After posting a $33.2 million net loss in the first quarter of 2019, the Newton, Massachusetts-based senior living provider on Wednesday reported $4.2 million of net income in the second quarter, spurred by the completion of several transactions involving Senior Housing Properties Trust (Nasdaq: SNH) including a rent reduction, a new credit facility, a lease restructuring and sales of underperforming assets.
It was the first quarterly profit recorded by Five Star since the second quarter of 2013 and another sign that steps to restructure the company are taking root, CEO Katie Potter said during a Wednesday morning earnings call.
“There is no longer doubt that Five Star Senior Living will continue as a going concern,” she said.
Five Star is one of the nation’s largest senior living providers, with a portfolio of about 205 communities.
Five Star posted $274.5 million in revenues in Q2, a 1.3% increase over the same period last year, which Potter attributed to increases in occupancy and average monthly rates for residents who pay privately for services, as well as increases in revenues attributable to ancillary services, such as rehabilitation and wellness services.
Occupancy was 83% in Q2, a 160 basis point increase over the same period in 2018 and up 10 basis points from the previous quarter.
Average monthly rates increased 0.8% to $4,745 from $4,709, and the percentage of revenue derived from residents’ private resources at owned and leased senior living communities was 79.1% compared to 78.0% in Q2 2018.
Five Star’s expenses remained elevated in the second quarter, which Potter noted was by design as part of the company’s reinvestment in talent. Total wages and benefits increased 3.2% year-over-year to $145.2 million, and Five Star hired 19 new executive directors for its communities during the earnings period.
“We invested in our team members through increases in base pay and are already benefiting from this investment, through talented new hires,” she said.
Ageility, Five Star’s rehab and wellness division, continued to post strong numbers, which Potter attributed to capitalizing on growth opportunities in the 55-plus active adult market. The service line generated $11.1 million in revenue in the quarter, a 27% increase year-over-year. Five Star opened five new Ageility clinics in Q2, keeping the company on target for its goal of 30 new clinics in 2019.

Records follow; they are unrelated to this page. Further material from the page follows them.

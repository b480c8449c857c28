//! Reload events and outcomes

use serde::{Deserialize, Serialize};
use std::fmt;
use std::path::PathBuf;
use std::time::Duration;

/// Per-path reload state
#[derive(Debug, Clone, Copy, PartialEq, Eq, Default, Serialize, Deserialize)]
pub enum ReloadPhase {
    #[default]
    Idle,
    Reloading,
    Committed,
    RolledBack,
}

impl fmt::Display for ReloadPhase {
    fn fmt(&self, f: &mut fmt::Formatter<'_>) -> fmt::Result {
        match self {
            ReloadPhase::Idle => write!(f, "Idle"),
            ReloadPhase::Reloading => write!(f, "Reloading"),
            ReloadPhase::Committed => write!(f, "Committed"),
            ReloadPhase::RolledBack => write!(f, "RolledBack"),
        }
    }
}

/// Result of one reload request
#[derive(Debug, Clone, PartialEq, Eq)]
pub enum ReloadOutcome {
    /// The handle now forwards to the new record
    Committed { version: u64 },
    /// Loading failed; the last committed record is still served
    RolledBack { reason: String },
    /// A reload was already running for the path; one more attempt was queued
    Coalesced,
}

impl ReloadOutcome {
    pub fn is_committed(&self) -> bool {
        matches!(self, ReloadOutcome::Committed { .. })
    }
}

/// Events broadcast by the engine
#[derive(Debug, Clone)]
pub enum ReloadEvent {
    /// A path went hot
    WatchStarted { path: PathBuf },
    /// A path went cold
    WatchStopped { path: PathBuf },
    /// A raw change was dropped by the filter
    ChangeDiscarded { path: PathBuf, reason: String },
    ReloadStarted { path: PathBuf },
    Committed {
        path: PathBuf,
        version: u64,
        duration: Duration,
    },
    RolledBack {
        path: PathBuf,
        error: String,
        duration: Duration,
    },
}

impl ReloadEvent {
    pub fn path(&self) -> &PathBuf {
        match self {
            ReloadEvent::WatchStarted { path }
            | ReloadEvent::WatchStopped { path }
            | ReloadEvent::ChangeDiscarded { path, .. }
            | ReloadEvent::ReloadStarted { path }
            | ReloadEvent::Committed { path, .. }
            | ReloadEvent::RolledBack { path, .. } => path,
        }
    }

    /// Whether this event ends a reload attempt
    pub fn is_terminal(&self) -> bool {
        matches!(
            self,
            ReloadEvent::Committed { .. } | ReloadEvent::RolledBack { .. }
        )
    }
}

Five Star also made solid strides in getting its communities certified through J.D. Power’s senior living certification program. Seventeen communities earned the certification in the second quarter, bringing the total number of Five Star properties with the designation to 22.
Success tied to Senior Housing Properties Trust
The foundation of Five Star’s success in the quarter can be traced back to its evolving relationship with SNH.

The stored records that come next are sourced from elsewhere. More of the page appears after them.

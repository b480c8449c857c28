//! `hotmod check` command implementation

use crate::error::CliError;
use colored::Colorize;
use hotmod_kernel::HotImportConfig;
use hotmod_rhai::ScriptEngine;
use std::path::Path;

/// Execute the `hotmod check` command
pub fn run(config: &HotImportConfig, file: &Path) -> Result<(), CliError> {
    let source = std::fs::read_to_string(file)?;
    let engine = ScriptEngine::new(config.script.clone());
    let diagnostics = engine.validate(&source);

    if diagnostics.is_empty() {
        println!("{} {}", "ok".green().bold(), file.display());
        return Ok(());
    }

    for diagnostic in &diagnostics {
        println!("{} {}: {}", "error".red().bold(), file.display(), diagnostic);
    }
    Err(CliError::CheckFailed {
        path: file.to_path_buf(),
        count: diagnostics.len(),
    })
}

In April, the two companies agreed to a restructured lease and ownership agreement which included a rent reduction and a new credit facility. The agreement, which takes effect in January 2020, will increase SNH’s ownership stake in Five Star to 34.9%, and allow the provider to regain its footing after an extended period of operational troubles that weighed down the company’s bottom line and threatened the company from being delisted from Nasdaq.
When the new agreement takes effect, SNH shareholders will receive common shares in Five Star, so that all told, the REIT and its investors will maintain an 85% ownership stake in the provider. The deal was approved by Five Star’s board of directors.
SNH bought $50 million in unencumbered fixed assets from Five Star in April, and extended a $25 million line of credit to the provider, secured by six communities. The provider assumed operations for a 318-unit senior housing community in Oregon on behalf of SNH.
In non-SNH transactions, Five Star secured a $65 million revolving credit facility in June, announced a 1:10 reverse split of issued and outstanding shares of common stock before Sept. 30, which Potter believes will allow the company to regain compliance with Nasdaq listing standards.
On Tuesday, Five Star announced the hiring of Margaret Wigglesworth as Senior Vice President and COO, effective Aug. 12. Wigglesworth, who was most recently executive vice president of the International Council of Shopping Centers (ICSC), replaces Scott Herzig, who left the company Dec. 12, 2018.
Potter cited Wigglesworth’s hire as an example of Five Star reinvesting in its team members.
“Margaret is uniquely qualified to drive strategic prioritization and accountability within Five Star to achieve operational excellence. She joins an energetic and motivated team at the ideal time to capitalize on a number of opportunities as the senior living industry evolves,” she said.
Five Star stock increased nearly 14% in trading Wednesday, to $0.55 per share.